TASK: Whenever the word "const" turns up in a line of the data below, copy that line.

_ _ _

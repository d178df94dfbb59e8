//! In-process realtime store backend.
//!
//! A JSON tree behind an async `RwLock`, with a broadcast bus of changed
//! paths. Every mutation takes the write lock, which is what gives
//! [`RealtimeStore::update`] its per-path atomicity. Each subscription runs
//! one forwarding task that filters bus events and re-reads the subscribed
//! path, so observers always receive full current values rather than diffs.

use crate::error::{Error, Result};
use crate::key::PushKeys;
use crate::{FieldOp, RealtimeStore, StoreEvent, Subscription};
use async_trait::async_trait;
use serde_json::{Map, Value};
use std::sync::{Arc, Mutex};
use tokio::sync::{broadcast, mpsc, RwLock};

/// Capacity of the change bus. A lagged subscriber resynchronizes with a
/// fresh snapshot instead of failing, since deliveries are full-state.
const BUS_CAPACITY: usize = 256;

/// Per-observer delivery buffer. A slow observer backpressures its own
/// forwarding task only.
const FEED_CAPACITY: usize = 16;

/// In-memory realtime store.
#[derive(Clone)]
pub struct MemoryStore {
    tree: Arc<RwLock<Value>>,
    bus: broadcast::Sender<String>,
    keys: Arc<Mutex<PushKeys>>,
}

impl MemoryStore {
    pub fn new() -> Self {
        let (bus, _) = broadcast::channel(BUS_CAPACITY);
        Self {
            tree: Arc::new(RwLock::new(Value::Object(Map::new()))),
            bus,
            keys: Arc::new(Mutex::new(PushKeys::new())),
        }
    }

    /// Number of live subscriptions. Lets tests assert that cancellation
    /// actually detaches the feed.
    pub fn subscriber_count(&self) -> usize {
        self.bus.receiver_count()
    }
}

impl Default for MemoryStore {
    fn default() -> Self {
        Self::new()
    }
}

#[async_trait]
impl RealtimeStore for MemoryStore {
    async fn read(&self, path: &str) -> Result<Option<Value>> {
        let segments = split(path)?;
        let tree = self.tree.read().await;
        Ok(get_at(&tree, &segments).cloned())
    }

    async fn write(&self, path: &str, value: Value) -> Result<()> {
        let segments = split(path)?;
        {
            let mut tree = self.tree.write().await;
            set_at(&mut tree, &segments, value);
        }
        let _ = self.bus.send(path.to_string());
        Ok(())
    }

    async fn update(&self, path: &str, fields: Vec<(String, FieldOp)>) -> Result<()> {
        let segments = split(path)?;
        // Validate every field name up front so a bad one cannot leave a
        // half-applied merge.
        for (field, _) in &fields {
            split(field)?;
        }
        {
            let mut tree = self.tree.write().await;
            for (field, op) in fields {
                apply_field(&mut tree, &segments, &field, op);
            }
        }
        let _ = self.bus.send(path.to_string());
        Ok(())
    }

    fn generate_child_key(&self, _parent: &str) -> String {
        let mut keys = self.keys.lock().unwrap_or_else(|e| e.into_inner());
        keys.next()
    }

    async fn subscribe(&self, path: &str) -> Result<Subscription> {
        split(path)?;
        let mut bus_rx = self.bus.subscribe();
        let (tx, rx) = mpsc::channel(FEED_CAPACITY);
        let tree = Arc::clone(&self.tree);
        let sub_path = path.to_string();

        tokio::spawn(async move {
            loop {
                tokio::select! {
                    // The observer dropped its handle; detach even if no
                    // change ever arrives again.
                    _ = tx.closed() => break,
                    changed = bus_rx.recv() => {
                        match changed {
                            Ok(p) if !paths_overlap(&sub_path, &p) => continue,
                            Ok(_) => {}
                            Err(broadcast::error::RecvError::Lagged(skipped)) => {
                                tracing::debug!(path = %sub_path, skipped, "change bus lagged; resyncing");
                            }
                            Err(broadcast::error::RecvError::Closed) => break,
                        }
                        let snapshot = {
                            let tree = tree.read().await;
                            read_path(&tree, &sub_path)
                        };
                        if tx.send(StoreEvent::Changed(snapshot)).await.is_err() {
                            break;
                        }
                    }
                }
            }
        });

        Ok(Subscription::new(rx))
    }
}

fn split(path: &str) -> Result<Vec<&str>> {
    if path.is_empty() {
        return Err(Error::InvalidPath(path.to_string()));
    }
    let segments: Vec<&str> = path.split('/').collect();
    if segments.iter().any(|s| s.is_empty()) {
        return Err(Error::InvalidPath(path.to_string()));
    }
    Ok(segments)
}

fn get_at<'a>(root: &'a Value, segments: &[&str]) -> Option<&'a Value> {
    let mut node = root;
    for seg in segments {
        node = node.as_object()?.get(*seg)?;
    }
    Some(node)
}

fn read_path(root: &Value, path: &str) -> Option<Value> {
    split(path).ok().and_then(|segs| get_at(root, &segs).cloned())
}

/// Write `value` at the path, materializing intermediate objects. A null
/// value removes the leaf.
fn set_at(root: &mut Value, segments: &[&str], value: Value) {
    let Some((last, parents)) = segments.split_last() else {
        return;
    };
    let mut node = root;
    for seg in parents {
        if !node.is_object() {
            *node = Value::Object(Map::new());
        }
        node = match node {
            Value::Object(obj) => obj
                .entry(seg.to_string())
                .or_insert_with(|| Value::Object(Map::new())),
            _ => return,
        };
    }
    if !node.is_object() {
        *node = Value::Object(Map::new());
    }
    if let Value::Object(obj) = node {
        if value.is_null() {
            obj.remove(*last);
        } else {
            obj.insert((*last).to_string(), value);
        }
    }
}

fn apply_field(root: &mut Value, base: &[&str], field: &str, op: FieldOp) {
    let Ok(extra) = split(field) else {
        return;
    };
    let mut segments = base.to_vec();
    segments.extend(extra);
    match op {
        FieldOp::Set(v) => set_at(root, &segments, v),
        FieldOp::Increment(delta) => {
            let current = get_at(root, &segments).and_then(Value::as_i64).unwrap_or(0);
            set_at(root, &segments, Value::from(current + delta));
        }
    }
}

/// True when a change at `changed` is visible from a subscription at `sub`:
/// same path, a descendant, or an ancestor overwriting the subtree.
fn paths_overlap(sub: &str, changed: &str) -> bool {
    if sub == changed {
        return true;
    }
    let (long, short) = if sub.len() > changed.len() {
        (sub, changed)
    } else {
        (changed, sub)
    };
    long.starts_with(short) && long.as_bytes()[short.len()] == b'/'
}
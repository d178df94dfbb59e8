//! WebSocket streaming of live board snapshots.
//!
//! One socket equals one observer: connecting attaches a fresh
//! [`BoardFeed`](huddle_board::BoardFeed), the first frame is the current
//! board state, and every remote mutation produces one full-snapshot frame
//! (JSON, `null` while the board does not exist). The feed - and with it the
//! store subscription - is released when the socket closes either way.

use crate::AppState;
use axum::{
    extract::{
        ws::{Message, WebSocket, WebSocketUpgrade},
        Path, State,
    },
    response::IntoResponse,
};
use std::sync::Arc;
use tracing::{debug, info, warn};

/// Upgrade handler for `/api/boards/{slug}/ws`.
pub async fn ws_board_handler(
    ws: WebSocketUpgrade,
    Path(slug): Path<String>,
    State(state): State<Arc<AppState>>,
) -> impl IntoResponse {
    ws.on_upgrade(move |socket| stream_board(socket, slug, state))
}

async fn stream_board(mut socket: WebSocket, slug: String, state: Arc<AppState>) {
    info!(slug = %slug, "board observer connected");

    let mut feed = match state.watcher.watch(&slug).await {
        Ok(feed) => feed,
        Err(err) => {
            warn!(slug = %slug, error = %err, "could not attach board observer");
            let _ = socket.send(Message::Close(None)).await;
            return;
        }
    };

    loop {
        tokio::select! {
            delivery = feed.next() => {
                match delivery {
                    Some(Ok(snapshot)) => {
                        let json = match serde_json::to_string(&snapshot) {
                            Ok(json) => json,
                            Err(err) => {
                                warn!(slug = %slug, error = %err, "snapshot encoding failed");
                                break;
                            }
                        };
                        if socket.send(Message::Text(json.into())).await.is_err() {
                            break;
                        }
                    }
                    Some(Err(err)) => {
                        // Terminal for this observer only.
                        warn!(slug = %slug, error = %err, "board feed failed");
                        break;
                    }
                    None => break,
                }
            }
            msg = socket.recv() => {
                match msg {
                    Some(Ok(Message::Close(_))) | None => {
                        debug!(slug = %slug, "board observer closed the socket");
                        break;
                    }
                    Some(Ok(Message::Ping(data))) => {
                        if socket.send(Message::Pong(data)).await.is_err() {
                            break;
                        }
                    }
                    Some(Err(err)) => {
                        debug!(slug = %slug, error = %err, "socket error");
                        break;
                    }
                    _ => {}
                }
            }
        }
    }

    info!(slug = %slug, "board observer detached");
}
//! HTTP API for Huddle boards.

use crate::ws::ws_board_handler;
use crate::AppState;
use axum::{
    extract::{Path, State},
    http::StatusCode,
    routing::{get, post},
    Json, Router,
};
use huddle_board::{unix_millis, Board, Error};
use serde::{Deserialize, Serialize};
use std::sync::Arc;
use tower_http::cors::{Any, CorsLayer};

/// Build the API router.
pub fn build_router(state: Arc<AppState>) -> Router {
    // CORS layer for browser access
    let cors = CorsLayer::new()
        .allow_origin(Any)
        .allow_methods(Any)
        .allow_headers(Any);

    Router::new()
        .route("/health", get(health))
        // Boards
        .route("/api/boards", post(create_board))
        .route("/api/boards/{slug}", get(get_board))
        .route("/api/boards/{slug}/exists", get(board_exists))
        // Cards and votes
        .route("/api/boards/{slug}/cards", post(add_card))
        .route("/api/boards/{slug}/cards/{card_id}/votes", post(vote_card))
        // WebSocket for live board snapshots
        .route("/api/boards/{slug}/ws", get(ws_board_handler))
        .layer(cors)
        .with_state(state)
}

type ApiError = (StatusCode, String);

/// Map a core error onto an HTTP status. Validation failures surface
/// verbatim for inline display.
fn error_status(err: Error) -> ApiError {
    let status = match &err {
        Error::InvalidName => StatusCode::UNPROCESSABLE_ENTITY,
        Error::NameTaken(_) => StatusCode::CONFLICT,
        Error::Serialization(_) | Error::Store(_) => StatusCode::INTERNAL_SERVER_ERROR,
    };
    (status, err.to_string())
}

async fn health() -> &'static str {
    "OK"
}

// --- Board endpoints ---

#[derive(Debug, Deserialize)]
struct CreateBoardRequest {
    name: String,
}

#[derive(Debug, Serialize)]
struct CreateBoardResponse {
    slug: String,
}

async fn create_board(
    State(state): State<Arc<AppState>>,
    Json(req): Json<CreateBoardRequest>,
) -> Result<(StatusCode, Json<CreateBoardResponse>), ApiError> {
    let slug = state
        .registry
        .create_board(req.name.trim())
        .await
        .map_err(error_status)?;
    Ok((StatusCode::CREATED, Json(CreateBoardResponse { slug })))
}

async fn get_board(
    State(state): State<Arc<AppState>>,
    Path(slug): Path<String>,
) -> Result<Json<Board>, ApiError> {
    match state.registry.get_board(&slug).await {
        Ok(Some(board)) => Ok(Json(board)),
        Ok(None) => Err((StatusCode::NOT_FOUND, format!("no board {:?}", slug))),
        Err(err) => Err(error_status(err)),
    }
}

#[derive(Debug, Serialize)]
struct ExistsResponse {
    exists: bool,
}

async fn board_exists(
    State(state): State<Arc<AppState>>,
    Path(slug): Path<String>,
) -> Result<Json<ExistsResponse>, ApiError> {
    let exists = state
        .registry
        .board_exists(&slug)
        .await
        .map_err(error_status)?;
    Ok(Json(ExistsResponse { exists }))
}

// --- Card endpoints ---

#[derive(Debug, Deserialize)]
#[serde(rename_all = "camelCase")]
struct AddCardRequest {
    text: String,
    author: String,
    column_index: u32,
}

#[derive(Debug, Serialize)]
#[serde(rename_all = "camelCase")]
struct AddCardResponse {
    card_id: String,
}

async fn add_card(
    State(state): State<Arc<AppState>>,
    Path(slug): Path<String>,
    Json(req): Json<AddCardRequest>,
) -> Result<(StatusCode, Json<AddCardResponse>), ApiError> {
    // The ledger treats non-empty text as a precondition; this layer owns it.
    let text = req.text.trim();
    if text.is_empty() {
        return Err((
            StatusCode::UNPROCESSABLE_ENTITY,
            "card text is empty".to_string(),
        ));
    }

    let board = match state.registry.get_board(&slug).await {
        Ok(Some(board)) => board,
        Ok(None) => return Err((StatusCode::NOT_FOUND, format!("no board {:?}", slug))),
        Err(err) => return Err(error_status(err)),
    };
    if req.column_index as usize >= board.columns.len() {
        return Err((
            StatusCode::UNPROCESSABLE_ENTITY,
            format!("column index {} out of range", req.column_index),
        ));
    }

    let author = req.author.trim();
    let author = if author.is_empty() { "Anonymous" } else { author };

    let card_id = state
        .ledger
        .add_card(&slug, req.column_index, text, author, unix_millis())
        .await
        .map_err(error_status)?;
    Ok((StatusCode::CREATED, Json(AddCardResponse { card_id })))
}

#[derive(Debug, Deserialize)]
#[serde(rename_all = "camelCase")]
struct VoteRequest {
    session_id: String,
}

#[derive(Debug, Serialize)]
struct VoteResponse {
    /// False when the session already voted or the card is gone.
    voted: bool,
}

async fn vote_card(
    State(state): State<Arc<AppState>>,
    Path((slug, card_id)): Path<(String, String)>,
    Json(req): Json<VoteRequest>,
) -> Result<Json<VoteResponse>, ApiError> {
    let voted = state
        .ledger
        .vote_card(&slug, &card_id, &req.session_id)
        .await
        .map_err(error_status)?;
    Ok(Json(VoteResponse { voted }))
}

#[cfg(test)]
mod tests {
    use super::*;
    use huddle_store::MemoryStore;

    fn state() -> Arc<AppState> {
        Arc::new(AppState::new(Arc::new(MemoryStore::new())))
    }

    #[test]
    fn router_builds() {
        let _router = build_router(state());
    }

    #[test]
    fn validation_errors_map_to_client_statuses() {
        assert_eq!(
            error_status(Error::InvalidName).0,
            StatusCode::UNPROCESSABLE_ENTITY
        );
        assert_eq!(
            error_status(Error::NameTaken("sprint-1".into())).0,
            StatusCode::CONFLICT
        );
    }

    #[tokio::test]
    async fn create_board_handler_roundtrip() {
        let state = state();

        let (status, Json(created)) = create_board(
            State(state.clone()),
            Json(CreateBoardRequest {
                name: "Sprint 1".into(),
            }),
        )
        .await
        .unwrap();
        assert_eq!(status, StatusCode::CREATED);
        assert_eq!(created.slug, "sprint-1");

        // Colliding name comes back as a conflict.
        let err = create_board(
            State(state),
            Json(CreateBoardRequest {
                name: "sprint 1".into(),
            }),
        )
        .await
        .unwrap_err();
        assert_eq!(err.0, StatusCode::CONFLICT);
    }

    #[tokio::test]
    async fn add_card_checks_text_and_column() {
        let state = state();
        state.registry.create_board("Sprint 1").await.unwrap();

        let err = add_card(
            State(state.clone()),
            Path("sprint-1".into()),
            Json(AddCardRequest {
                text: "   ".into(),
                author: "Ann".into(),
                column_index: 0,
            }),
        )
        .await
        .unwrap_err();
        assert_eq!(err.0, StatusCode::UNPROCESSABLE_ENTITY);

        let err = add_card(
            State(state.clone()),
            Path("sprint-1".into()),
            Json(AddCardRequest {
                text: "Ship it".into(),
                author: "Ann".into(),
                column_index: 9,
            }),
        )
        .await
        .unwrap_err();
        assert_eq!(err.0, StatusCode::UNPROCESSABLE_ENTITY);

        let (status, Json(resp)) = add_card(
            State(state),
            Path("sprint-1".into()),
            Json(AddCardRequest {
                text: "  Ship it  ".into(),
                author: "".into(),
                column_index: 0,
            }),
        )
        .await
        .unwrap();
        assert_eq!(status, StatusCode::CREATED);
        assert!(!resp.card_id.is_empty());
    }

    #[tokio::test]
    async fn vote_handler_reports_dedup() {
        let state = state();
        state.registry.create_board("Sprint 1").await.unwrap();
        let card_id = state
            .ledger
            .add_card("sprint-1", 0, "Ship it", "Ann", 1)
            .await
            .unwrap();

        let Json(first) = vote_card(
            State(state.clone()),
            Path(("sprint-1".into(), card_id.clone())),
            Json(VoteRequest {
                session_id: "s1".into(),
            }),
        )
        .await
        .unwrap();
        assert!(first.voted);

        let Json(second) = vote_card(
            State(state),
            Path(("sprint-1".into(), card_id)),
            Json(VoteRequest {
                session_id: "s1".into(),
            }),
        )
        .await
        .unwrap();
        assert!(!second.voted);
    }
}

_ _ _

SOLUTION TO THIS EXERCISE:
const BUS_CAPACITY: usize = 256;
const FEED_CAPACITY: usize = 16;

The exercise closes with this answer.